Easily extendable tool for documents content indexing and rich full text search.
|Institution:||Slovak academy of sciences|
|Technologies used:||Java, mysql, ogsa-dai|
|Inputs:||Documents in plain text format|
|Outputs:||Documents indexes, full-text search query results|
|Documentation:||HTML, doc, JavaDoc|
This tool address the problem of fast, content based, identification of specific documents from a large collection of documents. The documents in text formats are indexed; fast full text search over indexed collection is then possible. The motivation for implementing another search engine was to have an easily extendable and configurable document indexing tool to evaluate novel methods for information retrieval, documents statistical analysis and lemmatization and stemming methods for Slovak language.
The tool consists of two logically separated parts - document indexing and full-text search
- document indexing - builds indexes of input documents, which are stored in mysql database. Detailed information about documents content is stored in the index structure, including the positions of the word in the documents, phrase number within the document. The words in tool's dictionary are kept in the basic form, different stemming algorithms are used for documents in different languages.

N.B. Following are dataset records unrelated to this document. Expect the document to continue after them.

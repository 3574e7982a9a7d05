//! Common types used across the platform

use chrono::{Datelike, Duration, NaiveDate};
use serde::{Deserialize, Serialize};
use thiserror::Error;

/// Returned when a stored or submitted string does not name a known variant
#[derive(Debug, Clone, Error, PartialEq, Eq)]
#[error("unknown {kind}: {value}")]
pub struct UnknownVariant {
    pub kind: &'static str,
    pub value: String,
}

impl UnknownVariant {
    pub fn new(kind: &'static str, value: &str) -> Self {
        Self {
            kind,
            value: value.to_string(),
        }
    }
}

/// Inclusive date range for queries
#[derive(Debug, Clone, Copy, Serialize, Deserialize, PartialEq, Eq)]
pub struct DateRange {
    pub start: NaiveDate,
    pub end: NaiveDate,
}

impl DateRange {
    pub fn new(start: NaiveDate, end: NaiveDate) -> Self {
        Self { start, end }
    }

    /// A single calendar day
    pub fn day(date: NaiveDate) -> Self {
        Self::new(date, date)
    }

    pub fn contains(&self, date: NaiveDate) -> bool {
        date >= self.start && date <= self.end
    }
}

/// Reporting period for period-over-period comparisons
#[derive(Debug, Clone, Copy, Serialize, Deserialize, PartialEq, Eq, Default)]
#[serde(rename_all = "lowercase")]
pub enum Period {
    Week,
    #[default]
    Month,
    Quarter,
    Year,
}

impl Period {
    pub fn as_str(&self) -> &'static str {
        match self {
            Period::Week => "week",
            Period::Month => "month",
            Period::Quarter => "quarter",
            Period::Year => "year",
        }
    }

    /// The period containing `today` and the one immediately before it
    pub fn bounds(&self, today: NaiveDate) -> (DateRange, DateRange) {
        match self {
            Period::Week => {
                let current = iso_week_of(today);
                let previous = DateRange::new(
                    current.start - Duration::days(7),
                    current.start - Duration::days(1),
                );
                (current, previous)
            }
            Period::Month => {
                let current = month_of(today);
                let previous = month_of(current.start - Duration::days(1));
                (current, previous)
            }
            Period::Quarter => {
                let first_month = (today.month0() / 3) * 3 + 1;
                let start = first_of_month(today.year(), first_month);
                let end = last_of_month(today.year(), first_month + 2);
                let previous_end = start - Duration::days(1);
                let previous_start = first_of_month(
                    previous_end.year(),
                    (previous_end.month0() / 3) * 3 + 1,
                );
                (
                    DateRange::new(start, end),
                    DateRange::new(previous_start, previous_end),
                )
            }
            Period::Year => {
                let current = DateRange::new(
                    first_of_month(today.year(), 1),
                    last_of_month(today.year(), 12),
                );
                let previous = DateRange::new(
                    first_of_month(today.year() - 1, 1),
                    last_of_month(today.year() - 1, 12),
                );
                (current, previous)
            }
        }
    }
}

impl std::str::FromStr for Period {
    type Err = UnknownVariant;

    fn from_str(s: &str) -> Result<Self, Self::Err> {
        match s {
            "week" => Ok(Period::Week),
            "month" => Ok(Period::Month),
            "quarter" => Ok(Period::Quarter),
            "year" => Ok(Period::Year),
            other => Err(UnknownVariant::new("period", other)),
        }
    }
}

/// Bucket size for sales-over-time charts
#[derive(Debug, Clone, Copy, Serialize, Deserialize, PartialEq, Eq, Hash, Default)]
#[serde(rename_all = "lowercase")]
pub enum GroupBy {
    #[default]
    Day,
    Week,
    Month,
}

impl GroupBy {
    /// First day of the bucket holding `date`
    pub fn bucket_start(&self, date: NaiveDate) -> NaiveDate {
        match self {
            GroupBy::Day => date,
            GroupBy::Week => iso_week_of(date).start,
            GroupBy::Month => first_of_month(date.year(), date.month()),
        }
    }

    /// Chart label: `2024-03-13`, `2024-W11` or `2024-03`
    pub fn label(&self, date: NaiveDate) -> String {
        match self {
            GroupBy::Day => date.format("%Y-%m-%d").to_string(),
            GroupBy::Week => {
                let week = date.iso_week();
                format!("{}-W{:02}", week.year(), week.week())
            }
            GroupBy::Month => date.format("%Y-%m").to_string(),
        }
    }
}

/// Monday-to-Sunday week containing `date`
pub fn iso_week_of(date: NaiveDate) -> DateRange {
    let start = date - Duration::days(date.weekday().num_days_from_monday() as i64);
    DateRange::new(start, start + Duration::days(6))
}

/// Calendar month containing `date`
pub fn month_of(date: NaiveDate) -> DateRange {
    DateRange::new(
        first_of_month(date.year(), date.month()),
        last_of_month(date.year(), date.month()),
    )
}

fn first_of_month(year: i32, month: u32) -> NaiveDate {
    NaiveDate::from_ymd_opt(year, month, 1).unwrap_or(NaiveDate::MIN)
}

fn last_of_month(year: i32, month: u32) -> NaiveDate {
    let (next_year, next_month) = if month == 12 {
        (year + 1, 1)
    } else {
        (year, month + 1)
    };
    first_of_month(next_year, next_month) - Duration::days(1)
}
#[cfg(test)]
mod report_tests {
    use super::*;

    fn dated_body(name: &str, quantity: i32, days: i64) -> Value {
        let mut body = item_body(name, quantity);
        body["expiry_date"] = json!((Utc::now().date_naive() + Duration::days(days)).to_string());
        body
    }

    #[tokio::test]
    async fn test_expiry_alerts_and_recommendations() {
        let client = Client::new();
        client.create_item(dated_body("Yogurt", 4, -1)).await;
        client.create_item(dated_body("Cheese", 4, 5)).await;
        client.create_item(dated_body("Honey", 40, 60)).await;

        let (status, body) = client.send(Method::GET, "/api/v1/alerts/expiry", None).await;
        assert_eq!(status, StatusCode::OK);
        assert_eq!(body["total"], 2);
        assert_eq!(body["alerts"][0]["item_name"], "Yogurt");
        assert_eq!(body["alerts"][0]["alert_type"], "expired");
        assert_eq!(body["counts"]["expired"], 1);
        assert_eq!(body["counts"]["expiring_this_week"], 1);

        let (_, recommendations) = client
            .send(Method::GET, "/api/v1/alerts/recommendations?limit=1", None)
            .await;
        let recommendations = recommendations.as_array().unwrap();
        assert_eq!(recommendations.len(), 1);
        assert_eq!(recommendations[0]["reason"], "expired");
        assert_eq!(recommendations[0]["action"], "Remove from inventory");
    }

    #[tokio::test]
    async fn test_waste_endpoints() {
        let client = Client::new();
        let expired = client.create_item(dated_body("Bread", 6, -2)).await;
        client.create_item(dated_body("Fresh bread", 6, 3)).await;

        let (status, _) = client
            .send(
                Method::POST,
                &format!("/api/v1/waste/items/{}/remove", expired["id"].as_str().unwrap()),
                Some(json!({ "quantity": 2 })),
            )
            .await;
        assert_eq!(status, StatusCode::OK);

        let (_, summary) = client.send(Method::GET, "/api/v1/waste", None).await;
        assert_eq!(summary["expired_items"], 1);
        assert_eq!(summary["expired_quantity"], 4);
        assert_eq!(summary["recorded_waste_quantity"], 2);

        let (status, removal) = client
            .send(Method::POST, "/api/v1/waste/remove-expired", None)
            .await;
        assert_eq!(status, StatusCode::OK);
        assert_eq!(removal["items_removed"], 1);
        assert_eq!(removal["quantity_removed"], 4);

        let (_, items) = client.send(Method::GET, "/api/v1/items", None).await;
        assert_eq!(items.as_array().unwrap().len(), 1);
    }

    #[tokio::test]
    async fn test_analytics_endpoints_render_without_history() {
        let client = Client::new();

        for uri in [
            "/api/v1/analytics/dashboard",
            "/api/v1/analytics/comparison?period=quarter",
            "/api/v1/analytics/profit",
            "/api/v1/analytics/inventory",
            "/api/v1/analytics/sales",
            "/api/v1/items/categories",
        ] {
            let (status, body) = client.send(Method::GET, uri, None).await;
            assert_eq!(status, StatusCode::OK, "{uri}");
            assert!(body.is_object() || body.is_array(), "{uri}");
        }
    }

    #[tokio::test]
    async fn test_dashboard_counts_todays_sale() {
        let client = Client::new();
        let item = client.create_item(item_body("Tea", 10)).await;
        client
            .send(
                Method::POST,
                "/api/v1/sales",
                Some(json!({ "item_id": item["id"], "quantity": 2 })),
            )
            .await;

        let (_, dashboard) = client
            .send(Method::GET, "/api/v1/analytics/dashboard", None)
            .await;
        assert_eq!(dashboard["today"]["sales_count"], 1);
        assert_eq!(dashboard["today"]["items_sold"], 2);
        assert_eq!(dashboard["top_items"][0]["item_name"], "Tea");
    }

    #[tokio::test]
    async fn test_sales_report_grouped_by_week() {
        let client = Client::new();
        let item = client.create_item(item_body("Tea", 10)).await;
        for (quantity, payment_method) in [(3, "mobile_money"), (1, "cash")] {
            client
                .send(
                    Method::POST,
                    "/api/v1/sales",
                    Some(json!({
                        "item_id": item["id"],
                        "quantity": quantity,
                        "payment_method": payment_method,
                        "customer_phone": "+251911223344",
                    })),
                )
                .await;
        }

        let (status, report) = client
            .send(Method::GET, "/api/v1/analytics/sales?group_by=week", None)
            .await;
        assert_eq!(status, StatusCode::OK);
        assert_eq!(report["group_by"], "week");
        assert_eq!(report["totals"]["sales_count"], 2);
        assert_eq!(report["sales_over_time"].as_array().unwrap().len(), 1);
        assert_eq!(report["sales_over_time"][0]["items_sold"], 4);
        assert_eq!(report["payment_methods"][0]["payment_method"], "mobile_money");
        assert_eq!(report["customers"]["unique_customers"], 1);
        assert_eq!(report["customers"]["sales_with_customer_info"], 2);

        let (status, _) = client
            .send(Method::GET, "/api/v1/analytics/sales?group_by=year", None)
            .await;
        assert_eq!(status, StatusCode::BAD_REQUEST);
    }

    #[tokio::test]
    async fn test_category_list() {
        let client = Client::new();
        for (name, category) in [("Tea", "Drinks"), ("Coffee", "drinks"), ("Soap", "Household")] {
            let mut body = item_body(name, 5);
            body["category"] = json!(category);
            client.create_item(body).await;
        }

        let (status, categories) = client
            .send(Method::GET, "/api/v1/items/categories", None)
            .await;
        assert_eq!(status, StatusCode::OK);
        assert_eq!(
            categories,
            json!([
                { "name": "Drinks", "item_count": 2 },
                { "name": "Household", "item_count": 1 },
            ])
        );
    }
}
//! Route definitions for the Gebeya inventory API

use axum::{
    middleware,
    routing::{get, post},
    Router,
};

use crate::{handlers, middleware::auth_middleware, AppState};

/// Create API routes
pub fn api_routes(state: AppState) -> Router<AppState> {
    Router::new()
        // Protected routes - inventory items
        .nest("/items", item_routes())
        // Protected routes - sales
        .nest("/sales", sale_routes())
        // Protected routes - expiry alerts and recommendations
        .nest("/alerts", alert_routes())
        // Protected routes - waste
        .nest("/waste", waste_routes())
        // Protected routes - analytics
        .nest("/analytics", analytics_routes())
        .route_layer(middleware::from_fn_with_state(state, auth_middleware))
        // Health check (public)
        .route("/health", get(handlers::health_check))
}

/// Inventory item routes
fn item_routes() -> Router<AppState> {
    Router::new()
        .route("/", get(handlers::list_items).post(handlers::create_item))
        .route("/summary", get(handlers::get_inventory_summary))
        .route("/categories", get(handlers::list_categories))
        .route(
            "/:item_id",
            get(handlers::get_item)
                .patch(handlers::update_item)
                .delete(handlers::delete_item),
        )
        .route("/:item_id/adjust", post(handlers::adjust_stock))
        .route("/:item_id/movements", get(handlers::list_item_movements))
}

/// Sale routes
fn sale_routes() -> Router<AppState> {
    Router::new()
        .route("/", get(handlers::list_sales).post(handlers::record_sale))
        .route(
            "/:sale_id",
            get(handlers::get_sale)
                .patch(handlers::update_sale)
                .delete(handlers::reverse_sale),
        )
}

/// Alert routes
fn alert_routes() -> Router<AppState> {
    Router::new()
        .route("/expiry", get(handlers::get_expiry_alerts))
        .route("/recommendations", get(handlers::get_recommendations))
}

/// Waste routes
fn waste_routes() -> Router<AppState> {
    Router::new()
        .route("/", get(handlers::get_waste_summary))
        .route("/items/:item_id/remove", post(handlers::remove_item_waste))
        .route("/remove-expired", post(handlers::remove_expired_items))
}

/// Analytics routes
fn analytics_routes() -> Router<AppState> {
    Router::new()
        .route("/dashboard", get(handlers::get_dashboard))
        .route("/comparison", get(handlers::get_comparison))
        .route("/profit", get(handlers::get_profit_report))
        .route("/sales", get(handlers::get_sales_report))
        .route("/inventory", get(handlers::get_inventory_report))
}
//! Gebeya Inventory Server
//!
//! Inventory, sales and expiry tracking for shop owners.

use std::{net::SocketAddr, sync::Arc, time::Duration};

use gebeya_backend::{
    config::{Config, StoreBackend},
    create_app,
    store::{MemoryStore, PgStore},
    AppState, DynStore,
};
use sqlx::postgres::PgPoolOptions;
use tracing_subscriber::{layer::SubscriberExt, util::SubscriberInitExt};

#[tokio::main]
async fn main() -> anyhow::Result<()> {
    // Initialize tracing
    tracing_subscriber::registry()
        .with(
            tracing_subscriber::EnvFilter::try_from_default_env().unwrap_or_else(|_| {
                "gebeya_server=debug,gebeya_backend=debug,tower_http=debug,sqlx=warn".into()
            }),
        )
        .with(tracing_subscriber::fmt::layer())
        .init();

    // Load configuration
    dotenvy::dotenv().ok();
    let config = Config::load()?;
    config.check()?;

    tracing::info!("Starting Gebeya Inventory Server");
    tracing::info!("Environment: {}", config.environment);

    let store = connect_store(&config).await?;

    // Create application state
    let addr: SocketAddr = format!("{}:{}", config.server.host, config.server.port).parse()?;
    let state = AppState::new(store, config);

    // Build application
    let app = create_app(state);

    // Start server
    tracing::info!("Listening on {}", addr);

    let listener = tokio::net::TcpListener::bind(addr).await?;
    axum::serve(listener, app).await?;

    Ok(())
}

/// Open the configured backing store, running migrations when enabled
async fn connect_store(config: &Config) -> anyhow::Result<DynStore> {
    let lock_timeout = config.inventory.lock_timeout();

    match config.store.backend {
        StoreBackend::Memory => {
            tracing::warn!("Using in-memory store; data is lost on restart");
            Ok(Arc::new(MemoryStore::new(lock_timeout)))
        }
        StoreBackend::Postgres => {
            tracing::info!("Connecting to database...");
            let db_pool = PgPoolOptions::new()
                .max_connections(config.database.max_connections)
                .min_connections(config.database.min_connections)
                .acquire_timeout(Duration::from_secs(30))
                .connect(&config.database.url)
                .await?;

            tracing::info!("Database connection established");

            if config.database.run_migrations {
                tracing::info!("Running database migrations...");
                sqlx::migrate!("./migrations").run(&db_pool).await?;
                tracing::info!("Migrations completed");
            }

            Ok(Arc::new(PgStore::new(db_pool, lock_timeout)))
        }
    }
}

- full-text search - provides functionality for full-text search over a collection of documents. Positions of the words in documents (which are kept in the index structure) allow to execute search queries with relative words distance constraints. Following search conditions are provided: and condition, or condition, relative words distance
RFTS functionality in conjunction with Corporate Memory can be accessed locally (using JAVA interfaces or command line tools) as well as remotely using RPC calls or Web Service interface. The remote access and Web Service interface allows easy integration of the RFTS indexing and search solution in other components and allows rapid prototyping of new tools that require full-text search or some form of statistical analysis of document collection.
- CIGLAN, M. - LACLAVIK, Michal - SELENG, Martin - HLUCHY, Ladislav: Document indexing for automatic semantic annotation support. In INFORMATICS'2007 : proceedings of the ninth international conference on informatics. Bratislava : Slovak Society for Applied Cybernetics and Informatics, 2007. ISBN 978-80-969243-7-0, s. 163-169.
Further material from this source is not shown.